What does this mean? First, it does not necessarily mean that people would have more children now if they didn’t have to send them to school. There is a lot of cultural and labor market inertia keeping kids in school. Rather, it probably means that the children we do have are more consumption goods than were the children of 100 years ago. We have the children who we want to enjoy rather than the children that we hope will produce for the family. Of course, the very patient among us might still invest in children with an eye toward distant economic resources. And attending school probably increases future earnings. In fact, now, it’s not obviously a less productive investment to send children to school rather than work. Back when people were more mobile and lived shorter lives, it’s understandable that those remote future earnings were heavily discounted.
First of all, I love the title.
I recently started spending some time with the NoVa (northern Virginia) subreddit. One of the major themes that comes up over and over is the high COL in NoVa and what salary can be considered “middle class”. A regular related comment I see is how if they were to have kids they would be knocked out of what they consider a middle class lifestyle because they would not be able to afford all of the things they think are necessary to consider themselves in that socioeconomic category.
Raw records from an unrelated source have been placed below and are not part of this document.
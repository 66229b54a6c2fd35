//! Topic-based event bus for record subscriptions.
//!
//! The backend's push-based sync is modeled as a subscription seam:
//! subscribe to a topic, receive the latest record value after every
//! successful persist, drop the receiver to unsubscribe. Delivery is
//! best-effort broadcast; slow consumers miss events rather than block
//! the service.

use std::collections::HashMap;

use serde::{Deserialize, Serialize};
use tokio::sync::broadcast;

use economy_core::{ArtifactInstance, ClaimKey, Equipment, UserProgress};

use crate::types::{ItemKey, UserId};

/// Topics for event routing, one per user record.
#[derive(Debug, Clone, Copy, Hash, Eq, PartialEq, Serialize, Deserialize)]
pub enum Topic {
    /// Progress document changes (wallet, stats, levels).
    Progress,
    /// Inventory document changes.
    Inventory,
    /// Equipment document changes.
    Equipment,
    /// Quest claim recordings.
    Claims,
}

const TOPICS: [Topic; 4] = [
    Topic::Progress,
    Topic::Inventory,
    Topic::Equipment,
    Topic::Claims,
];

/// Event wrapper carrying the latest value of a changed record.
#[derive(Debug, Clone, Serialize, Deserialize)]
pub enum ShopEvent {
    ProgressChanged {
        uid: UserId,
        progress: UserProgress,
    },
    InventoryChanged {
        uid: UserId,
        items: Vec<(ItemKey, ArtifactInstance)>,
    },
    EquipmentChanged {
        uid: UserId,
        equipment: Equipment,
    },
    ClaimRecorded {
        uid: UserId,
        key: ClaimKey,
        coins: u64,
    },
}

impl ShopEvent {
    pub fn topic(&self) -> Topic {
        match self {
            ShopEvent::ProgressChanged { .. } => Topic::Progress,
            ShopEvent::InventoryChanged { .. } => Topic::Inventory,
            ShopEvent::EquipmentChanged { .. } => Topic::Equipment,
            ShopEvent::ClaimRecorded { .. } => Topic::Claims,
        }
    }
}

/// Topic-based event bus.
///
/// Consumers subscribe to the topics they care about and only receive
/// those events.
pub struct EventBus {
    channels: HashMap<Topic, broadcast::Sender<ShopEvent>>,
}

impl EventBus {
    /// Creates a new event bus with default capacity per topic.
    pub fn new() -> Self {
        Self::with_capacity(100)
    }

    /// Creates a new event bus with the given capacity per topic.
    pub fn with_capacity(capacity: usize) -> Self {
        let channels = TOPICS
            .into_iter()
            .map(|topic| (topic, broadcast::channel(capacity).0))
            .collect();
        Self { channels }
    }

    /// Publish an event to its topic. Best-effort: events published with
    /// no live subscribers are dropped.
    pub fn publish(&self, event: ShopEvent) {
        if let Some(sender) = self.channels.get(&event.topic()) {
            let _ = sender.send(event);
        }
    }

    /// Subscribe to one topic. Dropping the receiver unsubscribes.
    pub fn subscribe(&self, topic: Topic) -> broadcast::Receiver<ShopEvent> {
        self.channels
            .get(&topic)
            .expect("all topics are pre-created")
            .subscribe()
    }
}

impl Default for EventBus {
    fn default() -> Self {
        Self::new()
    }
}

#[cfg(test)]
mod tests {
    use super::*;

    #[tokio::test]
    async fn subscribers_receive_only_their_topic() {
        let bus = EventBus::new();
        let mut progress_rx = bus.subscribe(Topic::Progress);
        let mut claims_rx = bus.subscribe(Topic::Claims);

        let uid = UserId::from("sub");
        bus.publish(ShopEvent::ProgressChanged {
            uid: uid.clone(),
            progress: UserProgress::new_hero("sub"),
        });

        let event = progress_rx.recv().await.unwrap();
        assert!(matches!(event, ShopEvent::ProgressChanged { .. }));
        assert!(claims_rx.try_recv().is_err());
    }

    #[test]
    fn publishing_without_subscribers_is_fine() {
        let bus = EventBus::new();
        bus.publish(ShopEvent::ClaimRecorded {
            uid: UserId::from("nobody"),
            key: ClaimKey::new(1, economy_core::QuestTier::Free),
            coins: 50,
        });
    }
}
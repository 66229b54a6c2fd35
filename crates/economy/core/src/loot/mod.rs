//! Chest reward rolls and the RNG seam behind them.

pub mod rng;
pub mod roll;

pub use rng::{PcgRng, RngOracle, roll_seed};
pub use roll::{RollRange, RollSpec, roll_artifact_stats};
//! Common error infrastructure for economy-core.
//!
//! Domain-specific errors (`ProgressionError`, `ClaimError`, `EquipError`)
//! are defined in their respective modules alongside the operations they
//! validate. This module provides the shared classification layer.

/// Severity level of an error, used for categorization and recovery strategies.
///
/// Every failure in this crate is a value returned to the caller; nothing
/// here panics. Severity tells callers whether retrying with different
/// input can succeed.
#[derive(Clone, Copy, Debug, PartialEq, Eq, Hash)]
#[cfg_attr(feature = "serde", derive(serde::Serialize, serde::Deserialize))]
pub enum ErrorSeverity {
    /// Recoverable error - the same request can succeed later.
    ///
    /// Examples: insufficient funds (earn more, retry), no empty slot
    Recoverable,

    /// Validation error - invalid input, should not retry without changes.
    ///
    /// Examples: claiming an already-claimed reward, unknown stage number
    Validation,

    /// Internal error - unexpected state inconsistency.
    ///
    /// These indicate bugs and should be investigated.
    Internal,
}

impl ErrorSeverity {
    /// Returns a human-readable description of this severity level.
    pub const fn as_str(&self) -> &'static str {
        match self {
            Self::Recoverable => "recoverable",
            Self::Validation => "validation",
            Self::Internal => "internal",
        }
    }

    /// Returns true if this error is potentially recoverable.
    pub const fn is_recoverable(&self) -> bool {
        matches!(self, Self::Recoverable)
    }
}

/// Common trait for all economy-core errors.
///
/// Provides a uniform interface for error classification across the crate.
/// All error enums derive `thiserror::Error` for `Display` and implement
/// this trait for severity and stable error codes (useful for metrics and
/// user-facing message mapping).
pub trait EconomyError: core::fmt::Display + core::fmt::Debug {
    /// Returns the severity level of this error.
    fn severity(&self) -> ErrorSeverity;

    /// Returns a static string identifier for this error variant.
    fn error_code(&self) -> &'static str;
}
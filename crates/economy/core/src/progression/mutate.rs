//! The four progression mutators.
//!
//! Each mutator validates against the given snapshot and, on success,
//! returns a [`Mutation`] with the next snapshot, the amount spent, and
//! the changed-field mask the caller needs for a partial persist.

use crate::error::{EconomyError, ErrorSeverity};
use crate::progression::cost::{
    UNLOCK_ARTIFACT_COST, artifact_level_cost, hero_level_cost, stat_level_cost,
};
use crate::state::{
    Currency, ProgressChanges, ProgressFields, SlotIndex, StatKey, UserProgress,
};

/// Errors raised by progression mutators.
#[derive(Clone, Copy, Debug, PartialEq, Eq, thiserror::Error)]
#[cfg_attr(feature = "serde", derive(serde::Serialize, serde::Deserialize))]
pub enum ProgressionError {
    /// The wallet cannot cover the cost. Nothing was changed.
    #[error("not enough {currency}: cost {cost}, balance {balance}")]
    InsufficientFunds {
        currency: Currency,
        cost: u64,
        balance: u64,
    },

    /// Leveling a menu artifact slot that has not been unlocked.
    #[error("artifact {slot} is not unlocked")]
    NotUnlocked { slot: SlotIndex },
}

impl EconomyError for ProgressionError {
    fn severity(&self) -> ErrorSeverity {
        match self {
            Self::InsufficientFunds { .. } => ErrorSeverity::Recoverable,
            Self::NotUnlocked { .. } => ErrorSeverity::Validation,
        }
    }

    fn error_code(&self) -> &'static str {
        match self {
            Self::InsufficientFunds { .. } => "PROGRESSION_INSUFFICIENT_FUNDS",
            Self::NotUnlocked { .. } => "PROGRESSION_NOT_UNLOCKED",
        }
    }
}

/// Successful mutator output.
#[derive(Clone, Debug, PartialEq, Eq)]
pub struct Mutation {
    /// The snapshot to persist.
    pub next: UserProgress,
    /// Shards deducted by this mutation.
    pub spent: u64,
    /// Which top-level fields of the snapshot changed.
    pub changed: ProgressFields,
}

impl Mutation {
    fn from_states(before: &UserProgress, next: UserProgress, spent: u64) -> Self {
        let changed = ProgressChanges::diff(before, &next).unwrap_or(ProgressFields::empty());
        Self {
            next,
            spent,
            changed,
        }
    }
}

/// Raises one trainable stat: +1 value, +1 training level.
///
/// Cost comes from the stat's own curve at its current training level.
pub fn level_up_stat(
    progress: &UserProgress,
    stat: StatKey,
) -> Result<Mutation, ProgressionError> {
    let cost = stat_level_cost(stat, progress.stat(stat).level);

    let mut next = progress.clone();
    next.wallet.debit(Currency::PRIMARY, cost)?;
    let block = next.stat_mut(stat);
    block.value += 1;
    block.level += 1;

    Ok(Mutation::from_states(progress, next, cost))
}

/// Raises an unlocked menu artifact by one level.
///
/// Every artifact charges the attack curve, whatever its slot.
pub fn level_up_artifact(
    progress: &UserProgress,
    slot: SlotIndex,
) -> Result<Mutation, ProgressionError> {
    let current = progress.artifact_slots.get(slot);
    if !current.unlocked {
        return Err(ProgressionError::NotUnlocked { slot });
    }
    let cost = artifact_level_cost(current.level);

    let mut next = progress.clone();
    next.wallet.debit(Currency::PRIMARY, cost)?;
    next.artifact_slots.get_mut(slot).level += 1;

    Ok(Mutation::from_states(progress, next, cost))
}

/// Unlocks a menu artifact slot for a flat 500 shards, setting it to
/// level 1.
///
/// No already-unlocked guard: re-unlocking an open slot charges again and
/// resets it to level 1. Kept as-is for fidelity with live data.
pub fn unlock_artifact(
    progress: &UserProgress,
    slot: SlotIndex,
) -> Result<Mutation, ProgressionError> {
    let cost = UNLOCK_ARTIFACT_COST;

    let mut next = progress.clone();
    next.wallet.debit(Currency::PRIMARY, cost)?;
    let entry = next.artifact_slots.get_mut(slot);
    entry.unlocked = true;
    entry.level = 1;

    Ok(Mutation::from_states(progress, next, cost))
}

/// Raises the hero level, granting flat +1 attack, +1 defense, +5 health.
///
/// The stat bonuses land on the stat *values* only; training levels are
/// untouched, so this axis never changes future stat level-up costs.
pub fn level_up_hero(progress: &UserProgress) -> Result<Mutation, ProgressionError> {
    let cost = hero_level_cost(progress.hero_level);

    let mut next = progress.clone();
    next.wallet.debit(Currency::PRIMARY, cost)?;
    next.hero_level += 1;
    next.attack.value += 1;
    next.defense.value += 1;
    next.health.value += 5;

    Ok(Mutation::from_states(progress, next, cost))
}

#[cfg(test)]
mod tests {
    use super::*;
    use crate::state::{StatBlock, Wallet};

    fn hero_with_shards(shards: u64) -> UserProgress {
        let mut progress = UserProgress::new_hero("tester");
        progress.wallet = Wallet::new(shards, 0, 0);
        progress
    }

    #[test]
    fn level_up_stat_deducts_and_advances() {
        // cost = 50 + 1*30 = 80 against a 100-shard balance
        let mut progress = hero_with_shards(100);
        progress.attack = StatBlock::new(5, 1);

        let mutation = level_up_stat(&progress, StatKey::Attack).unwrap();
        assert_eq!(mutation.spent, 80);
        assert_eq!(mutation.next.wallet.balance(Currency::Shards), 20);
        assert_eq!(mutation.next.attack, StatBlock::new(6, 2));
        assert!(mutation.changed.contains(ProgressFields::WALLET));
        assert!(mutation.changed.contains(ProgressFields::STATS));

        // Input snapshot untouched.
        assert_eq!(progress.attack, StatBlock::new(5, 1));
        assert_eq!(progress.wallet.balance(Currency::Shards), 100);
    }

    #[test]
    fn level_up_stat_rejects_when_unaffordable() {
        let mut progress = hero_with_shards(79);
        progress.attack = StatBlock::new(5, 1);

        let err = level_up_stat(&progress, StatKey::Attack).unwrap_err();
        assert_eq!(
            err,
            ProgressionError::InsufficientFunds {
                currency: Currency::Shards,
                cost: 80,
                balance: 79,
            }
        );
        assert_eq!(progress, {
            let mut expected = hero_with_shards(79);
            expected.attack = StatBlock::new(5, 1);
            expected
        });
    }

    #[test]
    fn artifact_level_up_requires_unlock() {
        let progress = hero_with_shards(10_000);
        let slot = SlotIndex::new(3).unwrap();
        assert_eq!(
            level_up_artifact(&progress, slot),
            Err(ProgressionError::NotUnlocked { slot })
        );
    }

    #[test]
    fn artifact_unlock_then_level_up() {
        let progress = hero_with_shards(1000);
        let slot = SlotIndex::new(2).unwrap();

        let unlocked = unlock_artifact(&progress, slot).unwrap();
        assert_eq!(unlocked.spent, 500);
        let entry = unlocked.next.artifact_slots.get(slot);
        assert!(entry.unlocked);
        assert_eq!(entry.level, 1);

        // Level 1 artifact charges the attack curve: 50 + 30 = 80.
        let leveled = level_up_artifact(&unlocked.next, slot).unwrap();
        assert_eq!(leveled.spent, 80);
        assert_eq!(leveled.next.artifact_slots.get(slot).level, 2);
        assert_eq!(leveled.next.wallet.balance(Currency::Shards), 420);
    }

    #[test]
    fn unlock_artifact_fails_at_300_shards() {
        let progress = hero_with_shards(300);
        let slot = SlotIndex::new(2).unwrap();
        let err = unlock_artifact(&progress, slot).unwrap_err();
        assert!(matches!(
            err,
            ProgressionError::InsufficientFunds {
                cost: 500,
                balance: 300,
                ..
            }
        ));
    }

    #[test]
    fn hero_level_up_grants_flat_stats() {
        let progress = hero_with_shards(300);
        let mutation = level_up_hero(&progress).unwrap();
        assert_eq!(mutation.spent, 300);
        assert_eq!(mutation.next.hero_level, 2);
        assert_eq!(mutation.next.attack.value, 11);
        assert_eq!(mutation.next.defense.value, 11);
        assert_eq!(mutation.next.health.value, 15);
        // Training levels untouched.
        assert_eq!(mutation.next.attack.level, 1);

        // Second level-up costs 500.
        let err = level_up_hero(&mutation.next).unwrap_err();
        assert!(matches!(
            err,
            ProgressionError::InsufficientFunds { cost: 500, .. }
        ));
    }
}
It’s important to note that with people partnering off at an older age (here, anyway), infertility can add enormous costs to having a child, whether by IVF or adoption.
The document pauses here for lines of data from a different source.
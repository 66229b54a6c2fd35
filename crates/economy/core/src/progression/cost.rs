//! Cost curves for stat, artifact, and hero leveling.
//!
//! All curves are pure and total for any `level >= 0`, and strictly
//! increasing in level.

use crate::state::StatKey;

/// Per-level cost growth shared by every stat curve.
pub const LEVEL_COST_STEP: u64 = 30;

/// Flat price of unlocking a menu artifact slot.
pub const UNLOCK_ARTIFACT_COST: u64 = 500;

/// Hero level-up base price.
pub const HERO_COST_BASE: u64 = 300;

/// Hero level-up growth per level already gained.
pub const HERO_COST_STEP: u64 = 200;

/// Base price of a stat's level-up curve.
pub const fn stat_base_cost(stat: StatKey) -> u64 {
    match stat {
        StatKey::Attack => 50,
        StatKey::Defense => 60,
        StatKey::Health => 75,
    }
}

/// Shards required to raise `stat` from `current_level`.
///
/// `cost = base(stat) + current_level * 30`.
pub const fn stat_level_cost(stat: StatKey, current_level: u32) -> u64 {
    stat_base_cost(stat) + current_level as u64 * LEVEL_COST_STEP
}

/// Shards required to raise a menu artifact from `current_level`.
///
/// All artifacts share the attack curve regardless of slot.
pub const fn artifact_level_cost(current_level: u32) -> u64 {
    stat_level_cost(StatKey::Attack, current_level)
}

/// Shards required to raise the hero from `hero_level`.
///
/// `300, 500, 700, ...` - a separate axis from stat training.
pub const fn hero_level_cost(hero_level: u32) -> u64 {
    HERO_COST_BASE + (hero_level.saturating_sub(1)) as u64 * HERO_COST_STEP
}

#[cfg(test)]
mod tests {
    use strum::IntoEnumIterator;

    use super::*;

    #[test]
    fn curve_matches_base_plus_step() {
        for level in 0..200 {
            assert_eq!(
                stat_level_cost(StatKey::Attack, level),
                50 + level as u64 * 30
            );
            assert_eq!(
                stat_level_cost(StatKey::Defense, level),
                60 + level as u64 * 30
            );
            assert_eq!(
                stat_level_cost(StatKey::Health, level),
                75 + level as u64 * 30
            );
        }
    }

    #[test]
    fn curves_strictly_increase() {
        for key in StatKey::iter() {
            for level in 0..100 {
                assert!(stat_level_cost(key, level + 1) > stat_level_cost(key, level));
            }
        }
        for level in 1..100 {
            assert!(hero_level_cost(level + 1) > hero_level_cost(level));
        }
    }

    #[test]
    fn artifact_curve_is_the_attack_curve() {
        for level in 0..50 {
            assert_eq!(
                artifact_level_cost(level),
                stat_level_cost(StatKey::Attack, level)
            );
        }
    }

    #[test]
    fn hero_curve_starts_at_300() {
        assert_eq!(hero_level_cost(1), 300);
        assert_eq!(hero_level_cost(2), 500);
        assert_eq!(hero_level_cost(3), 700);
    }
}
All good points, I have observed the same in NoVa, and elsewhere.
One mid-thirties mom told me “I spent my best child-bearing years in graduate school”. She managed to have children via long, expensive IVF technology; she and her husband (he has a reasonably secure, moderate salary job) have elected to stay in small townhouse (give up the McMansion) so she can stay home with infant and toddler.
Isn’t the idea of kids as a *financial* investment kind of… quaint? I think people of my generation look ahead at the looming costs (financial and otherwise) of taking care of aging parents, and think, no, I don’t want my kids to go through that for me.
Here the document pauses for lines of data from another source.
//! Artifact instances, menu artifact slots, and the equipment grid.
//!
//! Two distinct six-slot structures exist, matching the stored documents:
//!
//! - [`ArtifactSlots`] lives on [`UserProgress`](super::UserProgress) and
//!   tracks the *menu* artifacts a player has paid to unlock and level.
//! - [`Equipment`] is its own document and holds [`ArtifactInstance`]s the
//!   player has equipped from inventory.
//!
//! An artifact instance lives in exactly one place at a time: an equip
//! slot or the stored inventory ([`ArtifactLocation`]).

use crate::error::{EconomyError, ErrorSeverity};
use crate::state::stats::StatVector;

/// One-based slot index into a six-slot grid.
///
/// A structured replacement for key-building (`artifact3-lvl`,
/// `slot3`, ...) - out-of-range indices are unrepresentable.
#[derive(Clone, Copy, Debug, PartialEq, Eq, Hash, PartialOrd, Ord)]
#[cfg_attr(feature = "serde", derive(serde::Serialize, serde::Deserialize))]
pub struct SlotIndex(u8);

impl SlotIndex {
    pub const COUNT: usize = 6;
    pub const FIRST: SlotIndex = SlotIndex(1);

    /// Builds a slot index from a one-based position, `None` if out of range.
    pub const fn new(index: u8) -> Option<Self> {
        if index >= 1 && index <= Self::COUNT as u8 {
            Some(Self(index))
        } else {
            None
        }
    }

    /// One-based position as stored.
    pub const fn get(&self) -> u8 {
        self.0
    }

    pub const fn as_index(&self) -> usize {
        (self.0 - 1) as usize
    }

    /// All six slots in order.
    pub fn all() -> impl Iterator<Item = SlotIndex> {
        (1..=Self::COUNT as u8).map(SlotIndex)
    }
}

impl core::fmt::Display for SlotIndex {
    fn fmt(&self, f: &mut core::fmt::Formatter<'_>) -> core::fmt::Result {
        write!(f, "slot{}", self.0)
    }
}

/// One menu artifact slot on the user record.
///
/// `level` is only meaningful once `unlocked` is true.
#[derive(Clone, Copy, Debug, PartialEq, Eq)]
#[cfg_attr(feature = "serde", derive(serde::Serialize, serde::Deserialize))]
pub struct ArtifactSlot {
    pub unlocked: bool,
    pub level: u32,
}

impl Default for ArtifactSlot {
    fn default() -> Self {
        Self {
            unlocked: false,
            level: 1,
        }
    }
}

/// The six menu artifact slots.
#[derive(Clone, Copy, Debug, Default, PartialEq, Eq)]
#[cfg_attr(feature = "serde", derive(serde::Serialize, serde::Deserialize))]
pub struct ArtifactSlots {
    slots: [ArtifactSlot; SlotIndex::COUNT],
}

impl ArtifactSlots {
    /// All slots locked at level 1.
    pub fn locked() -> Self {
        Self::default()
    }

    pub const fn get(&self, index: SlotIndex) -> ArtifactSlot {
        self.slots[index.as_index()]
    }

    pub fn get_mut(&mut self, index: SlotIndex) -> &mut ArtifactSlot {
        &mut self.slots[index.as_index()]
    }

    pub fn iter(&self) -> impl Iterator<Item = (SlotIndex, ArtifactSlot)> + '_ {
        SlotIndex::all().map(|idx| (idx, self.get(idx)))
    }
}

/// Where an artifact instance came from and how it behaves.
#[derive(Clone, Copy, Debug, PartialEq, Eq)]
#[cfg_attr(feature = "serde", derive(serde::Serialize, serde::Deserialize))]
pub enum ArtifactKind {
    /// Rolled from a chest (stats generated at open time).
    Craft,
    /// Bought from the main artifact shop (stats from the catalog row).
    Main,
    /// Bought from the weapon shop.
    Weapon,
}

/// Where an artifact instance currently lives.
///
/// Invariant: exactly one location - an instance referenced from an equip
/// slot is never simultaneously present in the stored inventory.
#[derive(Clone, Copy, Debug, PartialEq, Eq)]
#[cfg_attr(feature = "serde", derive(serde::Serialize, serde::Deserialize))]
pub enum ArtifactLocation {
    Equipped(SlotIndex),
    Stored,
}

/// A concrete artifact owned by a player.
#[derive(Clone, Debug, PartialEq, Eq)]
#[cfg_attr(feature = "serde", derive(serde::Serialize, serde::Deserialize))]
pub struct ArtifactInstance {
    /// Catalog row this instance was minted from.
    pub catalog_id: u32,
    pub name: String,
    pub kind: ArtifactKind,
    /// Explicit stat payload. Craft artifacts get a rolled vector, main
    /// artifacts copy their catalog row; weapons fold attack/defense here.
    pub stats: Option<StatVector>,
    pub level: u32,
}

/// Errors raised by equipment-grid operations.
#[derive(Clone, Copy, Debug, PartialEq, Eq, thiserror::Error)]
#[cfg_attr(feature = "serde", derive(serde::Serialize, serde::Deserialize))]
pub enum EquipError {
    /// Every unlocked slot is occupied.
    #[error("no empty slot")]
    NoEmptySlot,

    /// The addressed slot is still locked.
    #[error("{slot} is locked")]
    SlotLocked { slot: SlotIndex },

    /// The addressed slot has no occupant to remove.
    #[error("{slot} is empty")]
    SlotEmpty { slot: SlotIndex },

    /// Paid unlock requested for a slot that is already open.
    #[error("{slot} is already unlocked")]
    SlotAlreadyUnlocked { slot: SlotIndex },
}

impl EconomyError for EquipError {
    fn severity(&self) -> ErrorSeverity {
        match self {
            Self::NoEmptySlot => ErrorSeverity::Recoverable,
            Self::SlotLocked { .. } | Self::SlotEmpty { .. } | Self::SlotAlreadyUnlocked { .. } => {
                ErrorSeverity::Validation
            }
        }
    }

    fn error_code(&self) -> &'static str {
        match self {
            Self::NoEmptySlot => "EQUIP_NO_EMPTY_SLOT",
            Self::SlotLocked { .. } => "EQUIP_SLOT_LOCKED",
            Self::SlotEmpty { .. } => "EQUIP_SLOT_EMPTY",
            Self::SlotAlreadyUnlocked { .. } => "EQUIP_SLOT_ALREADY_UNLOCKED",
        }
    }
}

/// One equipment slot: a lock flag and an optional occupant.
#[derive(Clone, Debug, Default, PartialEq, Eq)]
#[cfg_attr(feature = "serde", derive(serde::Serialize, serde::Deserialize))]
pub struct EquipSlot {
    pub locked: bool,
    pub occupant: Option<ArtifactInstance>,
}

/// The six-slot equipment grid.
///
/// Slot 1 starts unlocked, slots 2-6 start locked and are opened with a
/// paid unlock.
#[derive(Clone, Debug, PartialEq, Eq)]
#[cfg_attr(feature = "serde", derive(serde::Serialize, serde::Deserialize))]
pub struct Equipment {
    slots: [EquipSlot; SlotIndex::COUNT],
}

impl Default for Equipment {
    fn default() -> Self {
        Self::starting()
    }
}

impl Equipment {
    /// Fresh-hero grid: slot 1 open, the rest locked, all empty.
    pub fn starting() -> Self {
        let slots = core::array::from_fn(|i| EquipSlot {
            locked: i != 0,
            occupant: None,
        });
        Self { slots }
    }

    pub const fn slot(&self, index: SlotIndex) -> &EquipSlot {
        &self.slots[index.as_index()]
    }

    pub fn iter(&self) -> impl Iterator<Item = (SlotIndex, &EquipSlot)> {
        SlotIndex::all().zip(self.slots.iter())
    }

    /// Equips an artifact into the first unlocked empty slot.
    ///
    /// Returns the slot it landed in, or [`EquipError::NoEmptySlot`] with
    /// the grid untouched.
    pub fn equip(&mut self, artifact: ArtifactInstance) -> Result<SlotIndex, EquipError> {
        let index = SlotIndex::all()
            .find(|idx| {
                let slot = self.slot(*idx);
                !slot.locked && slot.occupant.is_none()
            })
            .ok_or(EquipError::NoEmptySlot)?;
        self.slots[index.as_index()].occupant = Some(artifact);
        Ok(index)
    }

    /// Removes and returns the occupant of a slot.
    pub fn unequip(&mut self, index: SlotIndex) -> Result<ArtifactInstance, EquipError> {
        self.slots[index.as_index()]
            .occupant
            .take()
            .ok_or(EquipError::SlotEmpty { slot: index })
    }

    /// Opens a locked slot. The caller charges for the unlock first.
    pub fn unlock(&mut self, index: SlotIndex) -> Result<(), EquipError> {
        let slot = &mut self.slots[index.as_index()];
        if !slot.locked {
            return Err(EquipError::SlotAlreadyUnlocked { slot: index });
        }
        slot.locked = false;
        Ok(())
    }

    /// Location of an artifact keyed by catalog id, if currently equipped.
    pub fn location_of(&self, artifact: &ArtifactInstance) -> ArtifactLocation {
        for (idx, slot) in self.iter() {
            if slot.occupant.as_ref() == Some(artifact) {
                return ArtifactLocation::Equipped(idx);
            }
        }
        ArtifactLocation::Stored
    }
}

#[cfg(test)]
mod tests {
    use super::*;

    fn instance(name: &str) -> ArtifactInstance {
        ArtifactInstance {
            catalog_id: 7,
            name: name.into(),
            kind: ArtifactKind::Craft,
            stats: None,
            level: 1,
        }
    }

    #[test]
    fn equip_uses_first_open_slot_and_fills_up() {
        let mut equipment = Equipment::starting();
        let slot = equipment.equip(instance("a")).unwrap();
        assert_eq!(slot, SlotIndex::FIRST);

        // Only slot 1 is unlocked on a fresh grid.
        assert_eq!(equipment.equip(instance("b")), Err(EquipError::NoEmptySlot));

        let second = SlotIndex::new(2).unwrap();
        equipment.unlock(second).unwrap();
        assert_eq!(equipment.equip(instance("b")).unwrap(), second);
    }

    #[test]
    fn unequip_round_trips_the_instance() {
        let mut equipment = Equipment::starting();
        let art = instance("ring");
        let slot = equipment.equip(art.clone()).unwrap();
        assert_eq!(equipment.location_of(&art), ArtifactLocation::Equipped(slot));

        let back = equipment.unequip(slot).unwrap();
        assert_eq!(back, art);
        assert_eq!(equipment.location_of(&art), ArtifactLocation::Stored);
        assert_eq!(
            equipment.unequip(slot),
            Err(EquipError::SlotEmpty { slot })
        );
    }

    #[test]
    fn unlock_twice_is_rejected() {
        let mut equipment = Equipment::starting();
        let err = equipment.unlock(SlotIndex::FIRST).unwrap_err();
        assert_eq!(
            err,
            EquipError::SlotAlreadyUnlocked {
                slot: SlotIndex::FIRST
            }
        );
    }
}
Maybe if we’re talking Succession-style family wealth, I can see it…
I’m not sure that I understand your point. Historically, children were the easiest way to enjoy future consumption. Currently, we have Social Security and Medicare, which insulate us from our poor investment decisions. I think quaint is not the word that most people would use. Offensive is probably the word most people would use. I do not argue that children are merely an investment, rather that they are partially one. Further, not all future consumption is money, much less material. Current boomers probably enjoy the idea of having children and grandchildren, not to speak of historical populations, who lived more practically.
In my view, great wealth reduces the advantage that children provide as providers of future consumption. After all, wealth *is* future consumption – so no need to invest in children. With greater wealth, people are more likely to have children just because they enjoy them (for consumption).
Interesting, so the transition from children as primarily a financial investment (or more like old age insurance) to primarily consumption happened at around the New Deal era?
I wonder if that attitude can be tracked across countries. As countries become wealthier and develop better social safety nets, that would affect the social expectations of children. Personally, coming from an (poor) immigrant background, there was definitely a parental expectation of future support, financial and otherwise, growing up.
Also, I note the rise of childless pet-raising families. A dog is pure consumption, no investment potential whatsoever (except the non-financial kind).